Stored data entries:
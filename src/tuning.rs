//! Data-driven game balance
//!
//! Every constant the simulation reads lives here so a settings file can
//! reshape the difficulty curve without a rebuild.

use serde::{Deserialize, Serialize};

use crate::consts::*;
use crate::error::GameError;

/// Physics, spawning and difficulty constants
#[derive(Debug, Clone, PartialEq, Serialize, Deserialize)]
#[serde(default)]
pub struct Tuning {
    /// Scroll speed restored on every reset
    pub base_speed: f32,
    /// Speed added every running tick
    pub speed_increment: f32,
    pub gravity: f32,

    pub jump_force: f32,
    pub max_jump_ticks: u32,
    pub jump_boost_divisor: f32,

    pub initial_spawn_timer: f32,
    pub minimum_spawn_countdown: f32,
    pub spawn_speed: f32,

    pub obstacle_min_size: i32,
    pub obstacle_max_size: i32,
    pub flying_clearance: f32,
}

impl Default for Tuning {
    fn default() -> Self {
        Self {
            base_speed: BASE_SPEED,
            speed_increment: SPEED_INCREMENT,
            gravity: GRAVITY,

            jump_force: JUMP_FORCE,
            max_jump_ticks: MAX_JUMP_TICKS,
            jump_boost_divisor: JUMP_BOOST_DIVISOR,

            initial_spawn_timer: INITIAL_SPAWN_TIMER,
            minimum_spawn_countdown: MINIMUM_SPAWN_COUNTDOWN,
            spawn_speed: SPAWN_SPEED,

            obstacle_min_size: OBSTACLE_MIN_SIZE,
            obstacle_max_size: OBSTACLE_MAX_SIZE,
            flying_clearance: FLYING_CLEARANCE,
        }
    }
}

impl Tuning {
    /// Parse tuning from JSON; missing fields keep their defaults
    pub fn from_json(json: &str) -> Result<Self, GameError> {
        let tuning: Self = serde_json::from_str(json)?;
        tuning.validate()?;
        Ok(tuning)
    }

    /// Reject values that would break the simulation invariants
    pub fn validate(&self) -> Result<(), GameError> {
        let positive = [
            ("base_speed", self.base_speed),
            ("gravity", self.gravity),
            ("jump_force", self.jump_force),
            ("jump_boost_divisor", self.jump_boost_divisor),
            ("initial_spawn_timer", self.initial_spawn_timer),
            ("minimum_spawn_countdown", self.minimum_spawn_countdown),
        ];
        for (name, value) in positive {
            if !value.is_finite() || value <= 0.0 {
                return Err(GameError::InvalidTuning(format!(
                    "{name} must be positive, got {value}"
                )));
            }
        }

        let non_negative = [
            ("speed_increment", self.speed_increment),
            ("spawn_speed", self.spawn_speed),
            ("flying_clearance", self.flying_clearance),
        ];
        for (name, value) in non_negative {
            if !value.is_finite() || value < 0.0 {
                return Err(GameError::InvalidTuning(format!(
                    "{name} must not be negative, got {value}"
                )));
            }
        }

        if self.max_jump_ticks == 0 {
            return Err(GameError::InvalidTuning("max_jump_ticks must be at least 1".into()));
        }

        if self.obstacle_min_size <= 0 || self.obstacle_min_size > self.obstacle_max_size {
            return Err(GameError::InvalidTuning(format!(
                "obstacle size range {}..={} is empty or non-positive",
                self.obstacle_min_size, self.obstacle_max_size
            )));
        }

        Ok(())
    }

    /// Largest obstacle edge the spawner can produce
    pub fn largest_obstacle(&self) -> f32 {
        self.obstacle_max_size as f32
    }
}

#[cfg(test)]
mod tests {
    use super::*;

    #[test]
    fn test_defaults_are_valid() {
        assert!(Tuning::default().validate().is_ok());
    }

    #[test]
    fn test_partial_json_keeps_defaults() {
        let tuning = Tuning::from_json(r#"{ "base_speed": 5.0 }"#).unwrap();
        assert_eq!(tuning.base_speed, 5.0);
        assert_eq!(tuning.jump_force, JUMP_FORCE);
        assert_eq!(tuning.minimum_spawn_countdown, MINIMUM_SPAWN_COUNTDOWN);
    }

    #[test]
    fn test_rejects_inverted_size_range() {
        let err = Tuning::from_json(r#"{ "obstacle_min_size": 80, "obstacle_max_size": 70 }"#);
        assert!(matches!(err, Err(GameError::InvalidTuning(_))));
    }

    #[test]
    fn test_rejects_zero_gravity() {
        let tuning = Tuning {
            gravity: 0.0,
            ..Default::default()
        };
        assert!(matches!(tuning.validate(), Err(GameError::InvalidTuning(_))));
    }

    #[test]
    fn test_rejects_malformed_json() {
        assert!(matches!(Tuning::from_json("{ nope"), Err(GameError::Settings(_))));
    }
}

### Work item
Pull every line containing "matches" from the entries above and copy it.

### Solution for this task
        assert!(matches!(err, Err(GameError::InvalidTuning(_))));
        assert!(matches!(tuning.validate(), Err(GameError::InvalidTuning(_))));
        assert!(matches!(Tuning::from_json("{ nope"), Err(GameError::Settings(_))));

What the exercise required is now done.